Young Cubans from across the country have gone to Cuba's hurricane-damaged satellite municipality to volunteer in recovery efforts. They are rebuilding domestic tourist infrastructure on exotic black sand beaches and laboring in the agricultural sector for a period of six to twelve months. Similarly, thirty-five hundred volunteers have deployed to Piñar del Rio province to resuscitate the infrastructure of the tobacco industry.
Intensive harvests will be necessary for Cuba to alleviate the food scarcity inflicted by the hurricanes and boost production for export.
Teenagers customarily help out in an annual rite of picking crops for a month or two during the summer. This is a way for them to contribute in exchange for the free education they receive, and an opportunity to get to know another part of their country. Its especially useful for insular urban youth to comprehend the rural nature of a large part of the island.

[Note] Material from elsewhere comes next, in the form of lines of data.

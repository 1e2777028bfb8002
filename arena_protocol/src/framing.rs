// Newline-delimited framing over byte streams.
//
// Server side: `write_line` emits one message and flushes immediately, and
// `read_line` pulls client lines into a caller-owned pending buffer. Keeping
// the buffer outside the call lets the server poll a queued connection with
// a non-blocking socket: a partial line read before `WouldBlock` stays in the
// buffer and is completed on the next call.
//
// Client side: `read_server_message` is grammar-aware. `Q` and `W` are
// always exactly three bytes (tag, raw payload byte, newline), so they are
// read positionally; everything else is read as a line and decoded.
//
// `MAX_LINE_LEN` bounds how much an unterminated line may buffer.

use std::io::{self, BufRead, Read, Write};

use crate::error::ProtocolError;
use crate::message::ServerMessage;

/// Longest accepted line, excluding the newline.
pub const MAX_LINE_LEN: usize = 1024;

/// Write one message followed by `\n`, then flush.
pub fn write_line<W: Write>(writer: &mut W, line: &[u8]) -> io::Result<()> {
    writer.write_all(line)?;
    writer.write_all(b"\n")?;
    writer.flush()
}

/// Read one line into `pending`, returning it once complete.
///
/// Returns `Ok(Some(line))` with the newline (and any `\r` before it)
/// stripped, and `InvalidData` if the line outgrows `MAX_LINE_LEN`. At end
/// of stream an unterminated trailing fragment is returned as a last line;
/// after that, `Ok(None)`.
/// Errors such as `WouldBlock` leave the partial line in `pending`.
pub fn read_line<R: BufRead>(reader: &mut R, pending: &mut Vec<u8>) -> io::Result<Option<Vec<u8>>> {
    let budget = (MAX_LINE_LEN + 1).saturating_sub(pending.len()) as u64;
    reader.by_ref().take(budget).read_until(b'\n', pending)?;

    if pending.last() == Some(&b'\n') {
        pending.pop();
        if pending.last() == Some(&b'\r') {
            pending.pop();
        }
        return Ok(Some(std::mem::take(pending)));
    }
    if pending.len() > MAX_LINE_LEN {
        pending.clear();
        return Err(io::Error::new(
            io::ErrorKind::InvalidData,
            format!("line exceeds {MAX_LINE_LEN} bytes"),
        ));
    }
    // No newline within budget means the stream ended.
    if pending.is_empty() {
        return Ok(None);
    }
    if pending.last() == Some(&b'\r') {
        pending.pop();
    }
    Ok(Some(std::mem::take(pending)))
}

/// Read and decode one server message. Returns `Ok(None)` at a clean end of
/// stream.
pub fn read_server_message<R: BufRead>(reader: &mut R) -> Result<Option<ServerMessage>, ProtocolError> {
    let tag = match reader.fill_buf()?.first() {
        Some(&tag) => tag,
        None => return Ok(None),
    };

    if tag == b'Q' || tag == b'W' {
        let mut frame = [0u8; 3];
        reader.read_exact(&mut frame).map_err(|e| match e.kind() {
            io::ErrorKind::UnexpectedEof => ProtocolError::UnexpectedEof,
            _ => ProtocolError::Io(e),
        })?;
        if frame[2] != b'\n' {
            return Err(ProtocolError::MissingPayload {
                tag: char::from(tag),
            });
        }
        return ServerMessage::decode(&frame[..2]).map(Some);
    }

    let mut pending = Vec::new();
    match read_line(reader, &mut pending) {
        Ok(Some(line)) => ServerMessage::decode(&line).map(Some),
        Ok(None) => Ok(None),
        Err(e) if e.kind() == io::ErrorKind::InvalidData => Err(ProtocolError::LineTooLong {
            max: MAX_LINE_LEN,
        }),
        Err(e) => Err(ProtocolError::Io(e)),
    }
}

#[cfg(test)]
mod tests {
    use std::io::{BufReader, Cursor};

    use super::*;
    use crate::message::{BoardSnapshot, OPPONENT_LEFT};
    use crate::types::{Mark, QueuePosition, WinStreak};

    #[test]
    fn write_line_appends_newline() {
        let mut buf = Vec::new();
        write_line(&mut buf, b"I").unwrap();
        write_line(&mut buf, b"T").unwrap();
        assert_eq!(buf, b"I\nT\n");
    }

    #[test]
    fn read_line_strips_crlf() {
        let mut cursor = Cursor::new(b"5\r\nQ\n".to_vec());
        let mut pending = Vec::new();
        assert_eq!(read_line(&mut cursor, &mut pending).unwrap(), Some(b"5".to_vec()));
        assert_eq!(read_line(&mut cursor, &mut pending).unwrap(), Some(b"Q".to_vec()));
        assert_eq!(read_line(&mut cursor, &mut pending).unwrap(), None);
    }

    #[test]
    fn read_line_returns_unterminated_tail_at_eof() {
        let mut cursor = Cursor::new(b"3\n7".to_vec());
        let mut pending = Vec::new();
        assert_eq!(read_line(&mut cursor, &mut pending).unwrap(), Some(b"3".to_vec()));
        assert_eq!(read_line(&mut cursor, &mut pending).unwrap(), Some(b"7".to_vec()));
        assert!(pending.is_empty());
        assert_eq!(read_line(&mut cursor, &mut pending).unwrap(), None);
    }

    #[test]
    fn read_line_rejects_overlong_line() {
        let mut data = vec![b'a'; MAX_LINE_LEN + 10];
        data.push(b'\n');
        let mut cursor = Cursor::new(data);
        let mut pending = Vec::new();
        let err = read_line(&mut cursor, &mut pending).unwrap_err();
        assert_eq!(err.kind(), io::ErrorKind::InvalidData);
    }

    #[test]
    fn read_line_accepts_line_at_limit() {
        let mut data = vec![b'a'; MAX_LINE_LEN];
        data.push(b'\n');
        let mut cursor = Cursor::new(data);
        let mut pending = Vec::new();
        let line = read_line(&mut cursor, &mut pending).unwrap().unwrap();
        assert_eq!(line.len(), MAX_LINE_LEN);
    }

    /// A reader that yields its data in chunks and reports `WouldBlock`
    /// between them, like a non-blocking socket.
    struct Trickle {
        chunks: Vec<Vec<u8>>,
        blocked: bool,
    }

    impl Read for Trickle {
        fn read(&mut self, buf: &mut [u8]) -> io::Result<usize> {
            if self.blocked {
                self.blocked = false;
                return Err(io::ErrorKind::WouldBlock.into());
            }
            if self.chunks.is_empty() {
                return Ok(0);
            }
            self.blocked = true;
            let chunk = self.chunks.remove(0);
            buf[..chunk.len()].copy_from_slice(&chunk);
            Ok(chunk.len())
        }
    }

    #[test]
    fn read_line_keeps_partial_line_across_would_block() {
        let mut reader = BufReader::new(Trickle {
            chunks: vec![b"Q".to_vec(), b"\n".to_vec()],
            blocked: false,
        });
        let mut pending = Vec::new();

        let err = read_line(&mut reader, &mut pending).unwrap_err();
        assert_eq!(err.kind(), io::ErrorKind::WouldBlock);
        assert_eq!(pending, b"Q");

        assert_eq!(read_line(&mut reader, &mut pending).unwrap(), Some(b"Q".to_vec()));
    }

    #[test]
    fn server_messages_decode_in_sequence() {
        let mut wire = Vec::new();
        let messages = vec![
            ServerMessage::Waiting,
            ServerMessage::QueuePosition(QueuePosition::from_rank(2).unwrap()),
            ServerMessage::AssignMark(Mark::O),
            ServerMessage::Board(BoardSnapshot {
                cells: [None; 9],
                your_turn: false,
            }),
            ServerMessage::InvalidMove,
            ServerMessage::Won(WinStreak(4)),
            ServerMessage::OpponentLeft,
        ];
        for message in &messages {
            write_line(&mut wire, &message.encode()).unwrap();
        }

        let mut cursor = Cursor::new(wire);
        for expected in &messages {
            let got = read_server_message(&mut cursor).unwrap().unwrap();
            assert_eq!(&got, expected);
        }
        assert!(read_server_message(&mut cursor).unwrap().is_none());
    }

    #[test]
    fn payload_bytes_equal_to_newline_do_not_split_frames() {
        let mut wire = Vec::new();
        write_line(
            &mut wire,
            &ServerMessage::QueuePosition(QueuePosition::from_rank(10).unwrap()).encode(),
        )
        .unwrap();
        write_line(&mut wire, &ServerMessage::Won(WinStreak(13)).encode()).unwrap();
        write_line(&mut wire, OPPONENT_LEFT.as_bytes()).unwrap();
        assert_eq!(&wire[..3], &[b'Q', b'\n', b'\n']);

        let mut cursor = Cursor::new(wire);
        assert_eq!(
            read_server_message(&mut cursor).unwrap(),
            Some(ServerMessage::QueuePosition(
                QueuePosition::from_rank(10).unwrap()
            ))
        );
        assert_eq!(
            read_server_message(&mut cursor).unwrap(),
            Some(ServerMessage::Won(WinStreak(13)))
        );
        assert_eq!(
            read_server_message(&mut cursor).unwrap(),
            Some(ServerMessage::OpponentLeft)
        );
    }

    #[test]
    fn truncated_payload_frame_is_an_error() {
        let mut cursor = Cursor::new(vec![b'W']);
        assert!(matches!(
            read_server_message(&mut cursor),
            Err(ProtocolError::UnexpectedEof)
        ));
    }
}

Sending brigades of younger generations to serve their nation in tackling specific issues is a tradition. The current campaign is reminiscent of the 1961 literacy mission in which 100,000 educated urban teenagers flocked to the countryside and nearly disappeared all illiteracy. That campaign showed the privileged firsthand the impoverish conditions in which the rest of the country lived, making them more amenable to a revolutionary socialist program. It also served to make every citizen capable of reading propaganda.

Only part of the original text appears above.